If the type keyword REAL is used without a kind type parameter, the real type with default real kind is specified and the kind value is KIND (0.0). The type specifier DOUBLE PRECISION specifies type real with double precision kind; the kind value is KIND (0.0D0). The decimal precision of the double precision real approximation method shall be greater than that of the default real method.

The decimal precision of double precision real shall be at least 10, and its decimal exponent range shall be at least 37. It is recommended that the decimal precision of default real be at least 6, and that its decimal exponent range be at least 37.

In addition to this you have constraints on the types when used in a storage association context (section 19.5.3.2):

(1) a nonpointer scalar object that is default integer, default real, or default logical occupies a single numeric storage unit,
(2) a nonpointer scalar object that is double precision real or default complex occupies two contiguous numeric storage units.

To make sure your Fortran kind matches the C kind, you could define your kind specifier in the bind(c) wrapper like this:

integer, parameter :: dp = merge(c_double,-99,c_double == kind(1.0D0))

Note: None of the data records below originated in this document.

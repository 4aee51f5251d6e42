//! e2stb - PVR backend connector for Enigma2 set-top boxes
//!
//! This library crate exposes the connector for the CLI and integration tests.

pub mod config;
pub mod pvr;
//! Device information, disk usage and tuner signal.

use serde::Serialize;

use e2_core::{Error, Result};

use crate::transport::BackendClient;
use crate::xml::{parse_float, parse_int, Element};

/// Versions and name reported by `web/deviceinfo`.
#[derive(Debug, Clone, PartialEq, Eq, Serialize)]
pub struct DeviceInfo {
    pub enigma_version: String,
    pub image_version: String,
    pub webif_version: String,
    pub device_name: String,
}

impl DeviceInfo {
    /// Name shown to the host, e.g. `Enigma2 STB DM920`.
    pub fn server_name(&self) -> String {
        format!("Enigma2 STB {}", self.device_name.to_uppercase())
    }

    fn from_xml(root: &Element) -> Result<Self> {
        if root.name != "e2deviceinfo" {
            return Err(Error::parse("couldn't find <e2deviceinfo> element"));
        }
        let field = |tag: &str| {
            root.get_string(tag)
                .ok_or_else(|| Error::parse(format!("couldn't parse <{tag}> from result")))
        };
        Ok(Self {
            enigma_version: field("e2enigmaversion")?,
            image_version: field("e2imageversion")?,
            webif_version: field("e2webifversion")?,
            device_name: field("e2devicename")?,
        })
    }
}

/// Fetch and parse `web/deviceinfo`.
pub fn load_device_info(client: &BackendClient) -> Result<DeviceInfo> {
    let root = client.fetch_xml("web/deviceinfo")?;
    let info = DeviceInfo::from_xml(&root)?;
    tracing::info!(
        enigma = %info.enigma_version,
        image = %info.image_version,
        webif = %info.webif_version,
        "Connected to {}",
        info.server_name()
    );
    Ok(info)
}

/// Disk capacity of the receiver's first drive, in KiB.
#[derive(Debug, Clone, Copy, PartialEq, Eq, Serialize)]
pub struct DriveSpace {
    pub total_kib: i64,
    pub used_kib: i64,
}

impl DriveSpace {
    fn from_xml(root: &Element) -> Result<Self> {
        let hdd = Some(root)
            .filter(|r| r.name == "e2deviceinfo")
            .and_then(|r| r.child("e2hdds"))
            .and_then(|h| h.child("e2hdd"))
            .ok_or_else(|| Error::parse("couldn't find <e2hdd> element"))?;

        let capacity = hdd.get_string("e2capacity").unwrap_or_default();
        let total = parse_float(&capacity) * 1024.0 * 1024.0;

        let free_text = hdd.get_string("e2free").unwrap_or_default();
        let free_text = free_text.trim();
        let multiplier = if free_text.ends_with("MB") {
            1024.0
        } else if free_text.ends_with("GB") {
            1024.0 * 1024.0
        } else {
            1024.0 * 1024.0 * 1024.0
        };
        let free = parse_float(free_text) * multiplier;

        Ok(Self {
            total_kib: total as i64,
            used_kib: (total - free) as i64,
        })
    }
}

/// Fetch the drive usage from `web/deviceinfo`.
pub fn load_drive_space(client: &BackendClient) -> Result<DriveSpace> {
    let root = client.fetch_xml("web/deviceinfo")?;
    let space = DriveSpace::from_xml(&root)?;
    tracing::info!(
        used_kib = space.used_kib,
        total_kib = space.total_kib,
        "Backend drive space"
    );
    Ok(space)
}

/// Tuner quality on the host's 0..=65535 scale.
#[derive(Debug, Clone, Copy, PartialEq, Eq, Serialize)]
pub struct SignalStatus {
    pub snr: i32,
    pub signal: i32,
    pub ber: i64,
}

impl SignalStatus {
    fn from_xml(root: &Element) -> Result<Self> {
        if root.name != "e2frontendstatus" {
            return Err(Error::parse("couldn't find <e2frontendstatus> element"));
        }
        let text = |tag: &str| root.get_string(tag).unwrap_or_default();

        // 17.00 dB on the receiver's scale is 100%.
        let snr_db = parse_float(&text("e2snrdb"));
        let snr = (snr_db * 5.88235 * 655.35 + 0.5) as i32;
        let signal = (parse_int(&text("e2snr")) as f64 * 655.35) as i32;
        let ber = parse_int(&text("e2ber"));

        Ok(Self { snr, signal, ber })
    }
}

/// Fetch `web/signal`.
pub fn load_signal_status(client: &BackendClient) -> Result<SignalStatus> {
    let root = client.fetch_xml("web/signal")?;
    SignalStatus::from_xml(&root)
}

/// Ask the receiver to go to deep standby. The answer is not checked.
pub fn send_deep_standby(client: &BackendClient) -> Result<()> {
    client.send_command_ignore_result("powerstate?newstate=1")
}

Since the kind specifier must be a non-negative integer, your Fortran processor will flag this as an error. Alternatively, you will get warned of a kind mismatch at the procedure call site.

I see this as one argument in favor of using a kind parameter (e.g. real(dp) instead of double precision) - you can fix the mismatch between your C and Fortran kinds in one line. I admit this scenario is extremely unlikely to ever occur in practice.

module somemodule
    implicit none
    integer, parameter :: dp = kind(1.0D0)
    contains

    subroutine frout(a)
        real(dp), allocatable, intent(in) :: a(:)
	write(*,*) lbound(a), size(a), ubound(a)
	write(*,*) a(:)
    end subroutine
end module

[0] C11 Draft (ISO/IEC 9899:201x) - https://www.open-std.org/jtc1/sc22/wg14/www/docs/n1548.pdf
[1] F2018 Draft (ISO/IEC FDIS 1539-1) - https://www.nag.com/market/training/fortran-workshop/f2018_standard.pdf

PierU · January 26, 2023, 10:19pm

@sblionel Thanks! I was a bit lost among the Metcalf et al. C descriptor code examples…

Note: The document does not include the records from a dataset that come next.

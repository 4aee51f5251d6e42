//! Programme guide for a single channel.

use serde::Serialize;

use e2_core::Result;

use crate::channels::Channel;
use crate::transport::{url_encode, BackendClient};
use crate::xml::Element;

/// One broadcast event.
#[derive(Debug, Clone, PartialEq, Eq, Serialize)]
pub struct EpgEntry {
    pub event_id: i64,
    pub channel_uid: u32,
    pub channel_number: u32,
    pub service_reference: String,
    pub title: String,
    pub start_time: i64,
    pub end_time: i64,
    pub plot: String,
    pub plot_outline: String,
}

/// Fetch the events of `channel` that lie within `[start, end]`.
///
/// An `end` of 0 or 1 means "no upper bound". A channel without an
/// `<e2eventlist>` simply has no guide data.
pub fn load_epg_for_channel(
    client: &BackendClient,
    channel: &Channel,
    start: i64,
    end: i64,
) -> Result<Vec<EpgEntry>> {
    let root = client.fetch_xml(&format!(
        "web/epgservice?sRef={}",
        url_encode(&channel.service_reference)
    ))?;
    let entries = parse_events(&root, channel, start, end);
    tracing::debug!(
        channel = %channel.name,
        count = entries.len(),
        "Loaded EPG entries"
    );
    Ok(entries)
}

fn parse_events(root: &Element, channel: &Channel, start: i64, end: i64) -> Vec<EpgEntry> {
    if root.name != "e2eventlist" {
        tracing::debug!(channel = %channel.name, "No <e2eventlist> in EPG response");
        return Vec::new();
    }

    root.children("e2event")
        .filter_map(|node| {
            let event_start = node.get_int("e2eventstart")?;
            if start > event_start {
                return None;
            }
            let event_end = event_start.saturating_add(node.get_int("e2eventduration")?);
            if end > 1 && end < event_end {
                return None;
            }
            Some(EpgEntry {
                event_id: node.get_int("e2eventid")?,
                channel_uid: channel.unique_id,
                channel_number: channel.channel_number,
                service_reference: channel.service_reference.clone(),
                title: node.get_string("e2eventtitle")?,
                start_time: event_start,
                end_time: event_end,
                plot: node.get_string("e2eventdescriptionextended").unwrap_or_default(),
                plot_outline: node.get_string("e2eventdescription").unwrap_or_default(),
            })
        })
        .collect()
}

Apart for the name mangling, does the Fortran callee routine require the bind(C) attribute in such a case ?

Next level: what if the dummy argument is a derived type with an allocatable array component? From all what I’ve read/tried, it seems impossible to pass something in the array from C… Am I correct?

module somemodule
    implicit none

    type sometype
      double precision, allocatable :: a(:)
    end type
	
    contains

    subroutine frout2(x)
        type(sometype), intent(in) :: x
	write(*,*) lbound(x%a), size(x%a), ubound(x%a)
	write(*,*) x%a(:)
    end

end module

! Won't compile because "sometype" has not the bind(C) attribute,
! and if added the compiler complains that a bind(C) type shall not
! contain an allocatable
subroutine frout2_wrap(x) bind(C)
    use, intrinsic :: iso_c_binding
    use somemodule
    type(sometype), intent(in) :: x
    call frout2(x)
end subroutine

PierU · January 26, 2023, 10:29pm

I agree. At least there would be a compilation error in the wrapper routine, should c_double and double precision be different types. Given the constraints (existing Fortran library that one doesn’t want to modify, and no data duplication) the only solution is to look for (and use) the right type -if available- on the C side (and in the wrapper).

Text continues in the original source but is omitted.